PRIMA il silenzio, adesso lo sgomento (intrecciato d’ira): gli arabi non amavano Saddam Hussein ma lo rispettavano. In primo luogo perché ricco raíss d’un paese beneficato da una incalcolabile riserva di greggio; in secondo luogo perché era riuscito a sfangarla nonostante due disastrose sconfitte (la guerra degli otto anni con l’Iran - la Desert Storm). Nessuno, nel mondo arabo, s’aspettava la vittoria di Saddam ma un po’ tutti scommettevano che avrebbe combattuto «sino all’ultimo bambino», come aveva pubblicamente giurato. In Occidente, i pacifisti stradali e i pacificatori erano apertamente contrari alla «guerra preventiva», postulata da Bush, non soltanto in odio alla guerra in se stessa ma per cristiana avversione alla cosiddetta «dottrina Bush» incentrata sulla progressiva eliminazione dei «regimi canaglia», uno appresso all’altro. E poiché i «regimi canaglia» pochi non sono, il timore era che ci si infognasse in una guerra prolungata, in una sorta di ergastolo bellico senza fine mai.

Come vediamo, anche il fortissimo esercito di Saddam ha avuto il suo 8 di Settembre («tutti a casa»).
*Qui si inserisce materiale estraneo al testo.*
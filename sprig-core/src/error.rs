//! Error Types
//!
//! Every failure the engine can report is a caller contract violation: a
//! malformed tree, a missing host, or a `prev` tree that was never built.
//! None of them is retried or papered over with a default. They surface to
//! whoever drives the pass (the caller of `run_pending`, or the log when the
//! tokio tick driver runs the pass).

use thiserror::Error;

/// Errors raised while building, diffing or patching a tree.
#[derive(Debug, Error)]
pub enum ReconcileError {
    /// A keylist child has no non-empty string `key`.
    ///
    /// Raised before any change of the pass is applied, so the host is left
    /// exactly as it was.
    #[error("all nodes in an iteration must have a unique `key` attribute (item {index} has none)")]
    MissingKey {
        /// Position of the offending child within its keylist.
        index: usize,
    },

    /// The host cannot create or mutate native nodes.
    #[error("no host environment is available to render into")]
    NoHostEnvironment,

    /// An update reached the host before `render` supplied a target.
    #[error("no render target: `render` must be called before the first pass runs")]
    NoRenderTarget,

    /// A change refers to a node that holds no host reference.
    #[error("{what} has no host node; was the previous tree ever built?")]
    Detached {
        /// What the patcher was looking for.
        what: &'static str,
    },

    /// A configuration document could not be parsed.
    #[error("invalid reconciler configuration: {0}")]
    Config(#[from] serde_json::Error),
}

/// Result alias used throughout the crate.
pub type Result<T> = std::result::Result<T, ReconcileError>;
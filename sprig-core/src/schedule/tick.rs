//! Tick drivers.
//!
//! A tick is deferred work: the reconciler never runs a pass inline, it
//! hands a [`Tick`] to a [`TickQueue`] and returns. Which "later" that is
//! depends on the driver.

use std::collections::VecDeque;
use std::fmt;
use std::sync::Arc;

use parking_lot::Mutex;
use tokio::runtime::Handle;
use tracing::error;

use crate::error::Result;

/// One unit of deferred work.
pub type Tick = Box<dyn FnOnce() -> Result<()> + Send + 'static>;

/// Somewhere to run ticks after the current call returns.
pub trait TickQueue: Send + Sync {
    fn schedule(&self, tick: Tick);
}

/// A queue that runs ticks only when asked to.
///
/// Clones share the same queue.
#[derive(Clone, Default)]
pub struct ManualTicks {
    queue: Arc<Mutex<VecDeque<Tick>>>,
}

impl ManualTicks {
    pub fn new() -> Self {
        Self::default()
    }

    /// Number of ticks waiting to run.
    pub fn pending(&self) -> usize {
        self.queue.lock().len()
    }

    /// Run every tick queued so far, in order.
    ///
    /// Ticks scheduled while the batch runs wait for the next call. Every
    /// tick of the batch runs even if an earlier one fails; the first error
    /// is returned.
    pub fn run_pending(&self) -> Result<usize> {
        let batch = std::mem::take(&mut *self.queue.lock());
        let ran = batch.len();
        let mut first_error = None;

        for tick in batch {
            if let Err(err) = tick() {
                if first_error.is_none() {
                    first_error = Some(err);
                }
            }
        }

        match first_error {
            Some(err) => Err(err),
            None => Ok(ran),
        }
    }

    /// Run batches until nothing is left, including ticks scheduled by the
    /// ticks themselves. Stops at the first failing batch.
    pub fn run_until_idle(&self) -> Result<usize> {
        let mut ran = 0;
        while self.pending() > 0 {
            ran += self.run_pending()?;
        }
        Ok(ran)
    }
}

impl TickQueue for ManualTicks {
    fn schedule(&self, tick: Tick) {
        self.queue.lock().push_back(tick);
    }
}

impl fmt::Debug for ManualTicks {
    fn fmt(&self, f: &mut fmt::Formatter<'_>) -> fmt::Result {
        f.debug_struct("ManualTicks")
            .field("pending", &self.pending())
            .finish()
    }
}

/// Runs each tick as a task on a tokio runtime.
///
/// The task yields once before running, so a burst of updates issued from
/// the same task all land before the pass. Errors have nobody to return to
/// and are logged.
#[derive(Debug, Clone)]
pub struct TokioTicks {
    handle: Handle,
}

impl TokioTicks {
    /// Use the runtime the caller is running on, if any.
    pub fn current() -> Option<Self> {
        Handle::try_current().ok().map(Self::from_handle)
    }

    pub fn from_handle(handle: Handle) -> Self {
        Self { handle }
    }
}

impl TickQueue for TokioTicks {
    fn schedule(&self, tick: Tick) {
        self.handle.spawn(async move {
            tokio::task::yield_now().await;
            if let Err(err) = tick() {
                error!(%err, "scheduled reconciliation failed");
            }
        });
    }
}
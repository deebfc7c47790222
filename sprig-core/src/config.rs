//! Reconciler Configuration
//!
//! Knobs that change how a pass touches the host without changing what the
//! host ends up looking like. Every field has a default, so an empty JSON
//! object is a valid configuration.
//!
//! ```rust,ignore
//! let config = ReconcilerConfig::from_json(r#"{ "sort_strategy": "move_all" }"#)?;
//! ```

use serde::{Deserialize, Serialize};

use crate::error::Result;
use crate::patch::SortStrategy;

/// Attribute names mirrored as live host properties by default.
pub const DEFAULT_LIVE_PROPERTIES: [&str; 3] = ["value", "checked", "selected"];

/// Per-reconciler settings.
#[derive(Debug, Clone, PartialEq, Eq, Serialize, Deserialize)]
#[serde(default)]
pub struct ReconcilerConfig {
    /// How keyed lists are repositioned during a `Sort`.
    pub sort_strategy: SortStrategy,

    /// Attributes whose values are also written as live properties.
    ///
    /// Form controls keep their live state in properties, not attributes:
    /// removing the `value` attribute alone would leave the typed text in
    /// place. Names listed here are assigned (and cleared) as properties in
    /// addition to the attribute write.
    pub live_properties: Vec<String>,

    /// Validate every keylist of a tree before it touches the host.
    ///
    /// The differ only checks keylists it compares. With this enabled a
    /// freshly built subtree (first mount, added or replaced nodes) fails
    /// with `MissingKey` up front instead of being built silently.
    pub validate_keys: bool,
}

impl Default for ReconcilerConfig {
    fn default() -> Self {
        Self {
            sort_strategy: SortStrategy::default(),
            live_properties: DEFAULT_LIVE_PROPERTIES
                .iter()
                .map(|name| name.to_string())
                .collect(),
            validate_keys: true,
        }
    }
}

impl ReconcilerConfig {
    /// Parse a configuration from a JSON document.
    pub fn from_json(json: &str) -> Result<Self> {
        Ok(serde_json::from_str(json)?)
    }

    /// Whether `name` is mirrored as a live property.
    pub fn is_live_property(&self, name: &str) -> bool {
        self.live_properties.iter().any(|live| live == name)
    }
}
A simiglianza dei moschettieri del Duce che il 25 di luglio non fecero una piega mettendosi agli ordini di Badoglio (ch’ebbe il pudore di rifiutare), i terribili fedelissimi della Guardia Nazionale sono svaniti nel nulla. Soltanto la divisione Medina combatté, nei primissimi giorni di guerra, con onore e con valore ancorché dissennatamente dal punto di vista tecnico. Gli americani, i marines non si nascondevano che i futuri combattimenti col resto della truppa sceltissima di Saddam si profilassero aspri, non privi di incognite. (Lo Stato maggiore Usa aveva addirittura commissionato ben 5000 bare, poi stipate a Sigonella). Invece niente, la Guardia s’è data seguendo l’esempio del Tiranno e della sua malefica cupola.
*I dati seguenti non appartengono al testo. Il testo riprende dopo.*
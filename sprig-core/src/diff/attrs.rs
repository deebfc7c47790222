//! Attribute diff.

use super::change::Change;
use crate::vtree::{VNode, KEY};

/// Append the attribute changes between two elements; returns how many were
/// emitted.
///
/// Removals and replacements come first, in `prev` order, then additions in
/// `next` order. Values are compared strictly: text and flags by value,
/// callbacks by identity. `key` is never diffed.
pub(crate) fn compare_attrs(prev: &VNode, next: &VNode, changes: &mut Vec<Change>) -> usize {
    let (Some(prev_attrs), Some(next_attrs)) = (prev.attrs(), next.attrs()) else {
        return 0;
    };
    let before = changes.len();

    for (name, prev_value) in prev_attrs.iter().filter(|(name, _)| name.as_str() != KEY) {
        match next_attrs.get(name) {
            None => changes.push(Change::RemoveAttr {
                prev: prev.clone(),
                next: next.clone(),
                name: name.clone(),
                value: prev_value.clone(),
            }),
            Some(next_value) if next_value != prev_value => changes.push(Change::ReplaceAttr {
                prev: prev.clone(),
                next: next.clone(),
                name: name.clone(),
                value: next_value.clone(),
            }),
            Some(_) => {}
        }
    }

    for (name, next_value) in next_attrs.iter().filter(|(name, _)| name.as_str() != KEY) {
        if !prev_attrs.contains_key(name) {
            changes.push(Change::AddAttr {
                prev: prev.clone(),
                next: next.clone(),
                name: name.clone(),
                value: next_value.clone(),
            });
        }
    }

    changes.len() - before
}
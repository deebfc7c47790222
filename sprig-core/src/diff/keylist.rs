//! Keyed-list diff.
//!
//! Items are matched by key instead of position:
//!
//! 1. Every item on both sides must carry a key; otherwise the diff fails
//!    before emitting anything.
//! 2. Prev items without a match are removed (their prev index recorded);
//!    matched pairs are diffed recursively, in prev order.
//! 3. Next items without a match become additions. They are not emitted as
//!    `AddNode`: the `Sort` builds them in place.
//! 4. A single `Sort` is emitted only if the matched items changed relative
//!    order or something was added.

use std::collections::HashMap;

use super::change::{Change, SortPlan};
use super::compare::{compare_to, Position};
use crate::error::{ReconcileError, Result};
use crate::vtree::VNode;

fn keys_of(items: &[VNode]) -> Result<Vec<&str>> {
    items
        .iter()
        .enumerate()
        .map(|(index, item)| item.key().ok_or(ReconcileError::MissingKey { index }))
        .collect()
}

/// Append the changes that migrate keylist `prev` to keylist `next`.
pub(crate) fn compare_keylist(
    prev: &VNode,
    next: &VNode,
    position: Position<'_>,
    changes: &mut Vec<Change>,
) -> Result<()> {
    let prev_items = prev.children();
    let next_items = next.children();
    let prev_keys = keys_of(prev_items)?;
    let next_keys = keys_of(next_items)?;

    // First occurrence wins on the next side.
    let mut next_index: HashMap<&str, usize> = HashMap::with_capacity(next_keys.len());
    for (j, key) in next_keys.iter().enumerate() {
        next_index.entry(*key).or_insert(j);
    }

    let mut plan = SortPlan::default();
    let mut in_order = true;
    let mut last_matched: Option<usize> = None;
    let item_position = Position {
        parent: position.parent,
        following: &[],
    };

    for (i, key) in prev_keys.iter().enumerate() {
        // A later duplicate on the prev side finds its key taken and is removed.
        let matched = next_index
            .get(key)
            .copied()
            .filter(|_| !plan.matches.contains_key(*key));

        match matched {
            Some(j) => {
                if last_matched.is_some_and(|last| j < last) {
                    in_order = false;
                }
                last_matched = Some(j);
                plan.matches.insert(key.to_string(), (i, j));
                compare_to(&prev_items[i], &next_items[j], item_position, changes)?;
            }
            None => {
                changes.push(Change::RemoveNode {
                    prev: prev_items[i].clone(),
                });
                plan.removal_indexes.push(i);
            }
        }
    }

    for (j, key) in next_keys.iter().enumerate() {
        if plan.match_at(Some(*key), j).is_none() {
            plan.additions.insert(key.to_string());
        }
    }

    if !in_order || !plan.additions.is_empty() {
        plan.placement = position.placement();
        changes.push(Change::Sort {
            prev: prev.clone(),
            next: next.clone(),
            plan,
        });
    }

    Ok(())
}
L’opinione pubblica occidentale, forse perché vaccinata dall’ultima guerra, infausta, costellata di tripli giuochi, di tradimenti e linciaggi; noi occidentali, meglio: noi italiani, in questo caso, non è che ci stupisca poi tanto il fugone di Saddam e dei suoi complici. Siamo antichi e persino i più ciucci qualcosa del Bignami, relativamente al Machiavelli, al Guicciardini, ricordiamo; se non bastasse, una occhiatina ai Diari di Ciano possiamo sempre darla a mo’ di «richiamo» della vaccinazione di cui si diceva. Gli arabi, invece, specie gli intellettuali (dalla Giordania alla Siria, fino al Sudan e ancora più giù, senza escludere il «moderato» Egitto) sono letteralmente traumatizzati. E si vergognano.
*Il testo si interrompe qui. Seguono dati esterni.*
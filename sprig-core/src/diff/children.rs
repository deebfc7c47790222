//! Positional child diff.
//!
//! Unkeyed siblings are matched by index only. Inserting or removing in the
//! middle of such a list makes every following sibling look changed; keyed
//! lists exist to avoid exactly that.

use super::change::Change;
use super::compare::{compare_to, Position};
use crate::error::Result;
use crate::vtree::VNode;

/// Append the changes that migrate `prev`'s children to `next`'s.
///
/// The common prefix is compared pairwise. A longer `next` appends its tail
/// to `prev`'s host node; a longer `prev` has its tail removed whole.
pub(crate) fn compare_children(prev: &VNode, next: &VNode, changes: &mut Vec<Change>) -> Result<()> {
    let prev_children = prev.children();
    let next_children = next.children();
    let common = prev_children.len().min(next_children.len());

    for (index, (prev_child, next_child)) in prev_children
        .iter()
        .zip(next_children)
        .enumerate()
    {
        let position = Position {
            parent: Some(prev),
            following: &prev_children[index + 1..],
        };
        compare_to(prev_child, next_child, position, changes)?;
    }

    for added in &next_children[common..] {
        changes.push(Change::AddNode {
            parent: prev.clone(),
            next: added.clone(),
        });
    }

    for removed in &prev_children[common..] {
        changes.push(Change::RemoveNode {
            prev: removed.clone(),
        });
    }

    Ok(())
}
Persino i vecchi signori cinici di Zamalek, il quartiere-bene del Cairo che ospita preziosi «osservatori del Medio Oriente», sinanco loro che han sempre snobbato Saddam si dicono «indignati, offesi, feriti nella propria dignità islamica» (testuale).

Va qui detto come nessuno di codesti «esperti» (che esperti son davvero), creda (o tema) in un secondo round bellico. Vale a dire a una guerra angloamericana contro la Siria. Ancorché altissimi personaggi americani abbiano accusato Damasco di aver agevolato la fuga dei gerarchi iracheni, di aver - più grave - custodito le armi proibite di Saddam (dimenticando, gli accusatori, l’odio profondo che divide i baasisti legati a Saddam e quelli che in fatto comandano la Siria) pochi o nessuno al Cairo, nella stessa Damasco, in Amman o a Khartum sembrano temere una guerra nuova a ridosso di quella che starebbe concludendosi in Iraq. E questo perché, sia pur stentatamente, nel cielo buio della Regione levantina sta riapparendo la Stella della Speranza. Il discorso di Shimon Peres sulla «necessità» di una pace con i palestinesi e la clamorosa intervista di Sharon ad Haaretz in cui il premier si dice «pronto a dolorosi sacrifici»: lo sbaraccamento degli insediamenti, ripropongono il «dopo» in chiave non più tanto pessimistica. Recita il Corano: «Dio vi fa conoscere i suoi segni affinché troviate la giusta via» (III, 103).